Hi @sophieliu15. Thanks for your PR.

I'm waiting for a containerd member to verify that this patch is reasonable to test. If it is, they should reply with /ok-to-test on its own line. Until that is done, I will not automatically test new commits in this PR, but the usual testing commands by org members will still work. Regular contributors should join the org to skip this step.

Once the patch is verified, the new status will be reflected by the ok-to-test label.

I understand the commands that are listed here.

Instructions for interacting with me using PR comments are available here.
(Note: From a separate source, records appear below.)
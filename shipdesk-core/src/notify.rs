use async_trait::async_trait;

use crate::order::{Order, OrderStatus};

/// Fire-and-forget customer notification dispatch. Failures are logged by
/// callers and never block order or shipment state changes.
#[async_trait]
pub trait Notifier: Send + Sync {
    async fn order_status_changed(
        &self,
        order: &Order,
        status: OrderStatus,
    ) -> Result<(), Box<dyn std::error::Error + Send + Sync>>;
}

/// Default notifier that records the dispatch in the log stream; the real
/// mail gateway is an external collaborator.
pub struct LogNotifier;

#[async_trait]
impl Notifier for LogNotifier {
    async fn order_status_changed(
        &self,
        order: &Order,
        status: OrderStatus,
    ) -> Result<(), Box<dyn std::error::Error + Send + Sync>> {
        tracing::info!(
            order_number = %order.order_number,
            customer = %order.customer_id,
            %status,
            "notification dispatched"
        );
        Ok(())
    }
}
If you have questions or suggestions related to my behavior, please file an issue against the kubernetes/test-infra repository.

[samuelkarp]

/ok-to-test

[samuelkarp]

/retest

[samuelkarp]

With 1.6 as an LTS, I think we should cherry-pick this commit over. @kzys and @dcantah, do you have thoughts on whether we should also cherry-pick this into 1.5?

[kzys]

The change seems safe enough to have in 1.6. Regarding 1.5, I'd like to keep the version open for only bug/security fixes.

[dcantah]

1.5 seems in maintenance mode which in my mind drifts towards just security (and bugs).

1.6 seems perfectly fine though

[dcantah]

Oh nice @kzys beat me to it 🤣

[samuelkarp]

1.6 cherry-pick: #7571

[JeffLuoo]

A question about the metrics labels: I wonder if namespace a label of the metrics given that I only want the metrics containerd_cri_input_bytes_total for a specific namespace.